The CO2 figure is 110g/km so VED road tax costs £140 each year which is just £20 more for the new First Year rate for the 1.6-litre diesel engine models. After the First Year the petrol and diesel engines costs the same £140 Standard rate to tax.
The 1.2-litre 130hp petrol unit with GT Line specification is cheaper to buy than the same spec 1.6-litre diesel. It’s £730 cheaper than the 100hp diesel and £1,330 less expensive than the 120hp unit although the diesels have better fuel economy but offer less acceleration performance.
Ride comfort was generally good with surefooted agile handling and responsive steering. Impacts from the worst of the potholes were felt and heard but most noticeable was the road noise intrusion caused by the grippier treaded tyres. The general quietness of the smooth petrol engine probably highlighted the road noise.
The 2008 Crossover is an easy car in family use or, as I’m seeing more often being used by young couples or empty nesters, meeting their needs in a practical way and it also looks good, which is one of the top five reasons people choose a new car.
Peugeot 2008 GT Line 1.2 PureTech 130 with stop/start, manual £20,800 (£21,845 with options)

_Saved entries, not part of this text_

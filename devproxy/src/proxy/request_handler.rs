use crate::config::ProxyConfig;
use crate::error::{Error, Result};
use crate::proxy::forwarder::{UpstreamClient, build_client, forward};
use crate::proxy::url_space::{remote_target, to_local, to_remote};
use hyper::header::{self, HeaderMap, HeaderValue};
use hyper::{Body, Request, Response, StatusCode, Uri};
use log::{debug, error, info, trace, warn};
use std::net::IpAddr;
use std::sync::atomic::{AtomicBool, Ordering};
use std::time::Duration;
use url::Url;

/// What happened to a response's `Location` header.
#[derive(Debug, Clone, PartialEq, Eq)]
pub enum LocationRewrite {
    Absent,
    /// Not UTF-8 or not an absolute URL; left alone.
    Unrecognized,
    /// Points at some other origin; left alone.
    Foreign,
    /// Same origin, but the local and remote path prefixes differ. `reported` is true
    /// only for the first occurrence in this handler's lifetime.
    PrefixMismatch { reported: bool },
    Rewritten(String),
}

/// Rewrites requests into the remote URL space and redirects back into the local one.
pub struct ProxyHandler {
    config: ProxyConfig,
    client: UpstreamClient,
    upstream_timeout: Duration,
    mismatch_reported: AtomicBool,
}

impl ProxyHandler {
    pub fn new(config: ProxyConfig) -> Self {
        let upstream_timeout = config.settings.get_upstream_timeout();
        Self { config, client: build_client(), upstream_timeout, mismatch_reported: AtomicBool::new(false) }
    }

    pub fn config(&self) -> &ProxyConfig {
        &self.config
    }

    /// Handle one request end to end. Failures become error responses; nothing escapes.
    pub async fn serve(&self, client_ip: IpAddr, req: Request<Body>) -> Response<Body> {
        match self.handle_request(client_ip, req).await {
            Ok(resp) => resp,
            Err(e) => {
                error!("handle_request error from {}: {}", client_ip, e);
                plain_response(StatusCode::INTERNAL_SERVER_ERROR, "Internal Server Error")
            }
        }
    }

    pub async fn handle_request(&self, client_ip: IpAddr, mut req: Request<Body>) -> Result<Response<Body>> {
        let method = req.method().clone();
        let local_path = req.uri().path().to_string();

        match self.rewrite_request(&mut req) {
            Ok(()) => {}
            Err(Error::PathMapping { path, mount }) => {
                warn!("Received request from {ip} for {path} outside of mount {mount}", ip = client_ip, path = path, mount = mount);
                return Ok(plain_response(StatusCode::NOT_FOUND, "Not Found"));
            }
            Err(e) => return Err(e),
        }
        let target = req.uri().to_string();

        let mut response = match forward(&self.client, client_ip, req, self.upstream_timeout).await {
            Ok(response) => response,
            Err(Error::UpstreamTimeout(secs)) => {
                error!("HTTP proxy timeout for {path} -> {target} after {secs}s", path = local_path, target = target, secs = secs);
                return Ok(plain_response(StatusCode::GATEWAY_TIMEOUT, "Gateway Timeout"));
            }
            Err(e) => {
                error!("HTTP proxy error for {path} -> {target}: {err}", path = local_path, target = target, err = e);
                return Ok(plain_response(StatusCode::BAD_GATEWAY, "Bad Gateway"));
            }
        };

        let rewrite = self.rewrite_location(response.headers_mut());
        if let LocationRewrite::Rewritten(location) = &rewrite {
            debug!("Rewrote Location to {}", location);
        }

        info!(
            "{ip} {method} {path} -> {target} {status}",
            ip = client_ip,
            method = method,
            path = local_path,
            target = target,
            status = response.status()
        );
        Ok(response)
    }

    /// Point the request at the remote: absolute URI, `Host`, and `Origin` when present.
    pub fn rewrite_request(&self, req: &mut Request<Body>) -> Result<()> {
        let remote = &self.config.remote;
        let remote_path = to_remote(req.uri().path(), self.config.local.path())?;
        let target = remote_target(remote, &remote_path, req.uri().query());
        trace!("Rewriting {} -> {}", req.uri(), target);
        *req.uri_mut() = target.parse::<Uri>().map_err(hyper::http::Error::from)?;

        let host = HeaderValue::from_str(&remote.host_header()).map_err(hyper::http::Error::from)?;
        req.headers_mut().insert(header::HOST, host);

        if req.headers().contains_key(header::ORIGIN) {
            let origin = HeaderValue::from_str(&remote.origin_header()).map_err(hyper::http::Error::from)?;
            req.headers_mut().insert(header::ORIGIN, origin);
        }
        Ok(())
    }

    /// Map a redirect into local space when it targets the remote origin.
    pub fn rewrite_location(&self, headers: &mut HeaderMap) -> LocationRewrite {
        let Some(value) = headers.get(header::LOCATION) else {
            return LocationRewrite::Absent;
        };
        let Some(location) = value.to_str().ok().and_then(|v| Url::parse(v).ok()) else {
            return LocationRewrite::Unrecognized;
        };
        if location.origin() != self.config.remote.origin() {
            return LocationRewrite::Foreign;
        }
        if !self.config.prefixes_correspond() {
            let reported = self.report_prefix_mismatch(&location);
            return LocationRewrite::PrefixMismatch { reported };
        }
        let Some(local_url) = to_local(&location, &self.config.remote, &self.config.local) else {
            return LocationRewrite::Foreign;
        };
        match HeaderValue::from_str(local_url.as_str()) {
            Ok(value) => {
                headers.insert(header::LOCATION, value);
                LocationRewrite::Rewritten(local_url.into())
            }
            Err(_) => LocationRewrite::Unrecognized,
        }
    }

    fn report_prefix_mismatch(&self, location: &Url) -> bool {
        let first = self.mismatch_reported.compare_exchange(false, true, Ordering::AcqRel, Ordering::Acquire).is_ok();
        if first {
            warn!(
                "Not rewriting redirect to {location}: local path '{local}' and remote path '{remote}' differ. \
                 Use the same path for both to have redirects mapped back. This is only reported once.",
                location = location,
                local = self.config.local.path(),
                remote = self.config.remote.path()
            );
        }
        first
    }
}

fn plain_response(status: StatusCode, body: &'static str) -> Response<Body> {
    let mut response = Response::new(Body::from(body));
    *response.status_mut() = status;
    response.headers_mut().insert(header::CONTENT_TYPE, HeaderValue::from_static("text/plain"));
    response
}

Engine/transmission: 1.2-litre, 3-cylinder turbo petrol engine, 130hp, 230Nm of torque from 1,750rpm, 6-speed manual with Grip Control front wheel drive
Performance: 124mph, 0-62mph 9.3-seconds
Combined Cycle 58.9mpg (43.4mpg on test), CO2 110g/km,
VED road tax £140FY & SR BIK company car tax 21%
Insurance group: 19E Warranty: 3-years/unlimited mileage
Dimensions/capacities: L 4,159mm, W 1,828mm, H 1,556mm, boot/load space 422 to 1,400-litres, braked towing weight 1,250kg, 5-doors/5-seats
For: Classy styling inside and out, versatile seating and spacious load carrying ability for a compact Crossover, comfortable ride, precise handling, sharp steering, very responsive and refined award winning turbo petrol engine, realistic real-life fuel economy, low running costs, already a proven popular compact Crossover with customers.
Against: Long travel clutch pedal, clutch judder from standstill in first gear on hill starts, road noise intrusion from the course treaded tyres, Active City Brake should be fitted as standard.